#### Prompt:
The lines from the start of the listing through the line containing "if let Ok(mut" should be printed exactly, and no other lines should be printed.

==============================

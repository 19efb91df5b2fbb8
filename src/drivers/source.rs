use crate::drivers::error::DaqError;
use crate::drivers::protocol::DeviceCommand;
use rand::{rngs::StdRng, Rng, SeedableRng};
#[cfg(test)]
use std::collections::VecDeque;
#[cfg(test)]
use std::io;
#[cfg(test)]
use std::sync::{Arc, Mutex};
use std::time::{Duration, Instant};

/// Anything the engine can read reading lines from and send commands to.
pub trait DeviceLink: Send {
    fn send_command(&mut self, command: DeviceCommand) -> Result<(), DaqError>;
    /// Next complete line, or `None` if nothing is ready yet. Never blocks for long.
    fn next_line(&mut self) -> Result<Option<String>, DaqError>;
    fn describe(&self) -> String;
}

/// In-memory link useful for tests and deterministic playback.
#[cfg(test)]
pub struct ManualLink {
    lines: VecDeque<String>,
    sent: Arc<Mutex<Vec<DeviceCommand>>>,
    hang_up_when_drained: bool,
}

#[cfg(test)]
impl ManualLink {
    pub fn new(lines: impl IntoIterator<Item = impl Into<String>>) -> Self {
        Self {
            lines: lines.into_iter().map(Into::into).collect(),
            sent: Arc::new(Mutex::new(Vec::new())),
            hang_up_when_drained: false,
        }
    }

    /// Report an I/O error once the scripted lines run out, like an unplugged cable.
    pub fn hang_up_when_drained(mut self) -> Self {
        self.hang_up_when_drained = true;
        self
    }

    /// Shared handle to the commands written so far.
    pub fn sent_commands(&self) -> Arc<Mutex<Vec<DeviceCommand>>> {
        Arc::clone(&self.sent)
    }
}

#[cfg(test)]
impl DeviceLink for ManualLink {
    fn send_command(&mut self, command: DeviceCommand) -> Result<(), DaqError> {
        if let Ok(mut sent) = self.sent.lock() {
            sent.push(command);
        }
        Ok(())
    }

    fn next_line(&mut self) -> Result<Option<String>, DaqError> {
        match self.lines.pop_front() {
            Some(line) => Ok(Some(line)),
            None if self.hang_up_when_drained => Err(DaqError::Io(io::Error::new(
                io::ErrorKind::BrokenPipe,
                "device disconnected",
            ))),
            None => Ok(None),
        }
    }

    fn describe(&self) -> String {
        "manual".to_owned()
    }
}

/// Stand-in board that speaks the same line protocol as the real firmware.
///
/// Lines are only produced while continuous mode is on, one every `interval`.
pub struct SimulatedDevice {
    channel_count: usize,
    interval: Duration,
    continuous: bool,
    next_due: Instant,
    phase: f64,
    rng: StdRng,
}

impl SimulatedDevice {
    pub fn new(channel_count: usize, interval: Duration) -> Self {
        Self {
            channel_count,
            interval,
            continuous: false,
            next_due: Instant::now(),
            phase: 0.0,
            rng: StdRng::from_entropy(),
        }
    }

    fn render_line(&mut self) -> String {
        self.phase += self.interval.as_secs_f64();
        let mut parts = Vec::with_capacity(self.channel_count);
        for ch in 0..self.channel_count {
            let freq = 0.2 + ch as f64 * 0.15;
            let base = 2.5 + 2.0 * (std::f64::consts::TAU * freq * self.phase + ch as f64).sin();
            let noise: f64 = self.rng.gen_range(-0.05..0.05);
            let volts = (base + noise).clamp(0.0, 5.0);
            parts.push(format!("CH_{ch}: {volts:.4}V"));
        }
        parts.join(", ")
    }
}

impl DeviceLink for SimulatedDevice {
    fn send_command(&mut self, command: DeviceCommand) -> Result<(), DaqError> {
        match command {
            DeviceCommand::StartContinuous => {
                self.continuous = true;
                self.next_due = Instant::now();
            }
            DeviceCommand::StopContinuous => self.continuous = false,
        }
        Ok(())
    }

    fn next_line(&mut self) -> Result<Option<String>, DaqError> {
        if !self.continuous || Instant::now() < self.next_due {
            return Ok(None);
        }
        self.next_due += self.interval;
        Ok(Some(self.render_line()))
    }

    fn describe(&self) -> String {
        "simulator".to_owned()
    }
}

#[cfg(test)]
mod tests {
    use super::*;
    use crate::drivers::protocol::parse_line;

    #[test]
    fn simulator_is_silent_until_started() {
        let mut sim = SimulatedDevice::new(4, Duration::ZERO);
        assert!(sim.next_line().unwrap().is_none());
        sim.send_command(DeviceCommand::StartContinuous).unwrap();
        let line = sim.next_line().unwrap().unwrap();
        let parsed = parse_line(&line);
        assert_eq!(parsed.voltages().count(), 4);
        assert!(parsed.voltages().all(|(_, v)| (0.0..=5.0).contains(&v)));
        sim.send_command(DeviceCommand::StopContinuous).unwrap();
        assert!(sim.next_line().unwrap().is_none());
    }

    #[test]
    fn manual_link_records_commands_and_hangs_up() {
        let mut link = ManualLink::new(["CH_0: 1V"]).hang_up_when_drained();
        let sent = link.sent_commands();
        link.send_command(DeviceCommand::StartContinuous).unwrap();
        assert_eq!(link.next_line().unwrap().as_deref(), Some("CH_0: 1V"));
        assert!(link.next_line().is_err());
        assert_eq!(*sent.lock().unwrap(), vec![DeviceCommand::StartContinuous]);
    }
}
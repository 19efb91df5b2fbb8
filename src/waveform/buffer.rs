use std::collections::VecDeque;
use super::view::SamplePoint;

/// Samples of one channel, trimmed to a trailing time window.
pub struct SampleBuffer {
    data: VecDeque<SamplePoint>,
    window_secs: f64,
}

impl SampleBuffer {
    pub fn new(window_secs: f64) -> Self {
        Self {
            data: VecDeque::new(),
            window_secs,
        }
    }

    pub fn set_window(&mut self, window_secs: f64) {
        self.window_secs = window_secs.max(0.1);
        if let Some(last) = self.data.back().copied() {
            self.prune(last.time);
        }
    }

    pub fn push(&mut self, sample: SamplePoint) {
        self.data.push_back(sample);
        self.prune(sample.time);
    }

    pub fn iter(&self) -> impl Iterator<Item = &SamplePoint> {
        self.data.iter()
    }

    pub fn len(&self) -> usize {
        self.data.len()
    }

    pub fn is_empty(&self) -> bool {
        self.data.is_empty()
    }

    pub fn clear(&mut self) {
        self.data.clear();
    }

    fn prune(&mut self, newest_time: f64) {
        let threshold = newest_time - self.window_secs;
        while let Some(front) = self.data.front() {
            if front.time < threshold {
                self.data.pop_front();
            } else {
                break;
            }
        }
    }
}
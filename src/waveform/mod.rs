// Rolling per-channel buffers behind the live plot.
pub mod buffer;
pub mod channel;
pub mod config;
pub mod view;

pub use channel::WaveformPipeline;
pub use config::TimeWindow;
pub use view::WaveformView;
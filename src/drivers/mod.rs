// src/drivers/mod.rs
// 设备通讯与绘图相关的子模块
pub mod error;
pub mod plot;
pub mod protocol;
pub mod serial;
pub mod source;

// 公开导出常用类型，方便外部调用
pub use error::DaqError;
pub use plot::{render_waveform_png, PlotStyle};
pub use protocol::{parse_line, DeviceCommand, ParsedLine, ProtocolError};
pub use serial::{list_ports, SerialSession};
pub use source::{DeviceLink, SimulatedDevice};

#[cfg(test)]
pub use source::ManualLink;
use super::{
    buffer::SampleBuffer,
    config::TimeWindow,
    view::{ChannelView, SamplePoint, WaveformView},
};
use crate::drivers::{ParsedLine, ProtocolError};

struct ChannelState {
    index: usize,
    enabled: bool,
    buffer: SampleBuffer,
}

impl ChannelState {
    fn new(index: usize, time_window: TimeWindow) -> Self {
        Self {
            index,
            enabled: false,
            buffer: SampleBuffer::new(time_window.seconds),
        }
    }

    fn ingest(&mut self, timestamp_secs: f64, volts: f64) -> bool {
        if !self.enabled {
            return false;
        }
        self.buffer.push(SamplePoint {
            time: timestamp_secs,
            value: volts,
        });
        true
    }

    fn view(&self, now_secs: f64, window_secs: f64) -> Option<ChannelView> {
        if !self.enabled || self.buffer.is_empty() {
            return None;
        }
        let oldest = now_secs - window_secs;
        let mut samples = Vec::with_capacity(self.buffer.len());
        let mut min = f64::MAX;
        let mut max = f64::MIN;
        for s in self.buffer.iter().filter(|s| s.time >= oldest) {
            min = min.min(s.value);
            max = max.max(s.value);
            // Newest sample lands at the right edge of [0, window].
            samples.push(SamplePoint {
                time: s.time - now_secs + window_secs,
                value: s.value,
            });
        }
        let latest = samples.last()?.value;
        Some(ChannelView {
            index: self.index,
            min,
            max,
            latest,
            samples,
        })
    }
}

/// Per-channel rolling buffers fed from parsed reading lines.
pub struct WaveformPipeline {
    time_window: TimeWindow,
    channels: Vec<ChannelState>,
}

impl WaveformPipeline {
    /// Channels start disabled, matching the unchecked boxes in the UI.
    pub fn new(channel_count: usize, time_window: TimeWindow) -> Self {
        let channels = (0..channel_count)
            .map(|idx| ChannelState::new(idx, time_window))
            .collect();
        Self {
            time_window,
            channels,
        }
    }

    pub fn channel_count(&self) -> usize {
        self.channels.len()
    }

    pub fn time_window(&self) -> TimeWindow {
        self.time_window
    }

    pub fn set_time_window(&mut self, window: TimeWindow) {
        self.time_window = window;
        for channel in &mut self.channels {
            channel.buffer.set_window(window.seconds);
        }
    }

    pub fn set_channel_enabled(&mut self, index: usize, enabled: bool) {
        if let Some(ch) = self.channels.get_mut(index) {
            ch.enabled = enabled;
        }
    }

    pub fn is_channel_enabled(&self, index: usize) -> bool {
        self.channels.get(index).map_or(false, |ch| ch.enabled)
    }

    pub fn enabled_mask(&self) -> Vec<bool> {
        self.channels.iter().map(|ch| ch.enabled).collect()
    }

    /// Tokens of checked channels that failed to parse.
    pub fn malformed_tokens<'a>(
        &'a self,
        line: &'a ParsedLine,
    ) -> impl Iterator<Item = (usize, &'a str, &'a ProtocolError)> + 'a {
        line.errors()
            .filter(move |(position, _, _)| self.is_channel_enabled(*position))
    }

    /// Appends every valid voltage of an enabled channel; returns how many were kept.
    ///
    /// Malformed tokens of enabled channels are logged and skipped.
    pub fn ingest(&mut self, timestamp_secs: f64, line: &ParsedLine) -> usize {
        for (position, raw, err) in self.malformed_tokens(line) {
            log::warn!("Error processing channel {position}: {err} (raw data: {raw:?})");
        }
        let mut kept = 0;
        for (position, volts) in line.voltages() {
            if let Some(channel) = self.channels.get_mut(position) {
                if channel.ingest(timestamp_secs, volts) {
                    kept += 1;
                }
            }
        }
        kept
    }

    pub fn clear(&mut self) {
        for channel in &mut self.channels {
            channel.buffer.clear();
        }
    }

    pub fn view(&self, now_secs: f64) -> WaveformView {
        let window_secs = self.time_window.seconds;
        let channels = self
            .channels
            .iter()
            .filter_map(|ch| ch.view(now_secs, window_secs))
            .collect();
        WaveformView {
            window_secs,
            channels,
        }
    }
}

#[cfg(test)]
mod tests {
    use super::*;
    use crate::drivers::parse_line;

    fn pipeline_with(enabled: &[usize]) -> WaveformPipeline {
        let mut pipeline = WaveformPipeline::new(4, TimeWindow::new(10.0));
        for &idx in enabled {
            pipeline.set_channel_enabled(idx, true);
        }
        pipeline
    }

    #[test]
    fn only_enabled_channels_are_buffered() {
        let mut pipeline = pipeline_with(&[1, 3]);
        let line = parse_line("CH_0: 1.0V, CH_1: 2.0V, CH_2: 3.0V, CH_3: 4.0V");
        assert_eq!(pipeline.ingest(1000.0, &line), 2);
        let view = pipeline.view(1000.0);
        let indices: Vec<usize> = view.channels.iter().map(|c| c.index).collect();
        assert_eq!(indices, vec![1, 3]);
        assert_eq!(view.channels[1].latest, 4.0);
    }

    #[test]
    fn extra_and_malformed_tokens_are_ignored() {
        let mut pipeline = pipeline_with(&[0, 1, 2, 3]);
        let line = parse_line("CH_0: 1.0V, CH_1: oopsV, CH_2: 3.0V, CH_3: 4.0V, CH_4: 5.0V");
        assert_eq!(pipeline.ingest(5.0, &line), 3);
        assert!(pipeline.view(5.0).channels.iter().all(|c| c.index != 1));
    }

    #[test]
    fn window_trims_old_samples_and_maps_time_axis() {
        let mut pipeline = pipeline_with(&[0]);
        for (t, v) in [(100.0, 0.5), (104.0, 1.0), (111.0, 1.5), (113.0, 2.0)] {
            pipeline.ingest(t, &parse_line(&format!("CH_0: {v}V")));
        }
        let view = pipeline.view(113.0);
        let channel = &view.channels[0];
        // 100.0 fell out of the 10 s window ending at 113.0
        let points = channel.points();
        assert_eq!(points, vec![[1.0, 1.0], [8.0, 1.5], [10.0, 2.0]]);
        assert_eq!((channel.min, channel.max), (1.0, 2.0));
    }

    #[test]
    fn malformed_tokens_only_reported_for_checked_channels() {
        let pipeline = pipeline_with(&[2]);
        let line = parse_line("CH_0: xV, CH_1: 1.0V, CH_2: yV, garbage");
        let bad: Vec<_> = pipeline
            .malformed_tokens(&line)
            .map(|(position, raw, _)| (position, raw))
            .collect();
        assert_eq!(bad, vec![(2, "CH_2: yV")]);
    }

    #[test]
    fn view_hides_samples_that_aged_out_without_new_data() {
        let mut pipeline = pipeline_with(&[0]);
        pipeline.ingest(50.0, &parse_line("CH_0: 1.0V"));
        assert_eq!(pipeline.view(55.0).channels.len(), 1);
        assert!(pipeline.view(61.0).is_empty());
    }

    #[test]
    fn disabling_keeps_data_but_hides_it() {
        let mut pipeline = pipeline_with(&[2]);
        pipeline.ingest(1.0, &parse_line("CH_0: 0V, CH_1: 0V, CH_2: 2.5V"));
        pipeline.set_channel_enabled(2, false);
        assert!(!pipeline.is_channel_enabled(2));
        assert!(pipeline.view(1.0).is_empty());
        pipeline.set_channel_enabled(2, true);
        assert_eq!(pipeline.view(1.0).channels[0].latest, 2.5);
    }

    #[test]
    fn changing_window_prunes_existing_samples() {
        let mut pipeline = WaveformPipeline::new(1, TimeWindow::new(30.0));
        pipeline.set_channel_enabled(0, true);
        for t in 0..=30 {
            pipeline.ingest(t as f64, &parse_line("CH_0: 1V"));
        }
        assert_eq!(pipeline.view(30.0).channels[0].samples.len(), 31);
        pipeline.set_time_window(TimeWindow::new(20.0));
        assert_eq!(pipeline.time_window().seconds, 20.0);
        assert_eq!(pipeline.view(30.0).channels[0].samples.len(), 21);
        pipeline.clear();
        assert!(pipeline.view(30.0).is_empty());
    }
}
// src/main.rs
#![cfg_attr(not(debug_assertions), windows_subsystem = "windows")]
mod config;
mod drivers;
mod engine;
mod gui;
mod monitor;
mod types;
mod waveform;

use config::AppConfig;
use eframe::egui;

// 未设置 RUST_LOG 时也要输出解析警告
const DEFAULT_LOG_FILTER: &str = "info";

fn logger(filter_env: &str) -> env_logger::Builder {
    env_logger::Builder::from_env(env_logger::Env::new().filter_or(filter_env, DEFAULT_LOG_FILTER))
}

// 入口函数
fn main() -> eframe::Result<()> {
    logger("RUST_LOG").init();
    let config = AppConfig::load().unwrap_or_else(|e| {
        log::warn!("{e:#}; falling back to default settings");
        AppConfig::default()
    });
    let viewport = egui::ViewportBuilder::default()
        .with_inner_size([960.0, 720.0])
        .with_min_inner_size([760.0, 480.0])
        .with_title("ArduDAQ desktop V0.1");
    let options = eframe::NativeOptions {
        viewport,
        ..Default::default()
    };
    eframe::run_native(
        "ArduDAQ",
        options,
        Box::new(move |_cc| Box::new(gui::ArduDaqApp::new(config))),
    )
}

#[cfg(test)]
mod tests {
    use super::*;
    use log::LevelFilter;

    #[test]
    fn warnings_are_shown_without_an_env_filter() {
        let logger = logger("ARDUDAQ_TEST_UNSET_FILTER").build();
        assert_eq!(logger.filter(), LevelFilter::Info);
    }

    #[test]
    fn env_filter_overrides_the_default() {
        std::env::set_var("ARDUDAQ_TEST_ERROR_FILTER", "error");
        let logger = logger("ARDUDAQ_TEST_ERROR_FILTER").build();
        assert_eq!(logger.filter(), LevelFilter::Error);
    }
}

==============================

#### Exercise solution:
repository 19efb91df5b2fbb8
filename src/drivers/source.rs
use crate::drivers::error::DaqError;
use crate::drivers::protocol::DeviceCommand;
use rand::{rngs::StdRng, Rng, SeedableRng};
#[cfg(test)]
use std::collections::VecDeque;
#[cfg(test)]
use std::io;
#[cfg(test)]
use std::sync::{Arc, Mutex};
use std::time::{Duration, Instant};

/// Anything the engine can read reading lines from and send commands to.
pub trait DeviceLink: Send {
    fn send_command(&mut self, command: DeviceCommand) -> Result<(), DaqError>;
    /// Next complete line, or `None` if nothing is ready yet. Never blocks for long.
    fn next_line(&mut self) -> Result<Option<String>, DaqError>;
    fn describe(&self) -> String;
}

/// In-memory link useful for tests and deterministic playback.
#[cfg(test)]
pub struct ManualLink {
    lines: VecDeque<String>,
    sent: Arc<Mutex<Vec<DeviceCommand>>>,
    hang_up_when_drained: bool,
}

#[cfg(test)]
impl ManualLink {
    pub fn new(lines: impl IntoIterator<Item = impl Into<String>>) -> Self {
        Self {
            lines: lines.into_iter().map(Into::into).collect(),
            sent: Arc::new(Mutex::new(Vec::new())),
            hang_up_when_drained: false,
        }
    }

    /// Report an I/O error once the scripted lines run out, like an unplugged cable.
    pub fn hang_up_when_drained(mut self) -> Self {
        self.hang_up_when_drained = true;
        self
    }

    /// Shared handle to the commands written so far.
    pub fn sent_commands(&self) -> Arc<Mutex<Vec<DeviceCommand>>> {
        Arc::clone(&self.sent)
    }
}

#[cfg(test)]
impl DeviceLink for ManualLink {
    fn send_command(&mut self, command: DeviceCommand) -> Result<(), DaqError> {
        if let Ok(mut sent) = self.sent.lock() {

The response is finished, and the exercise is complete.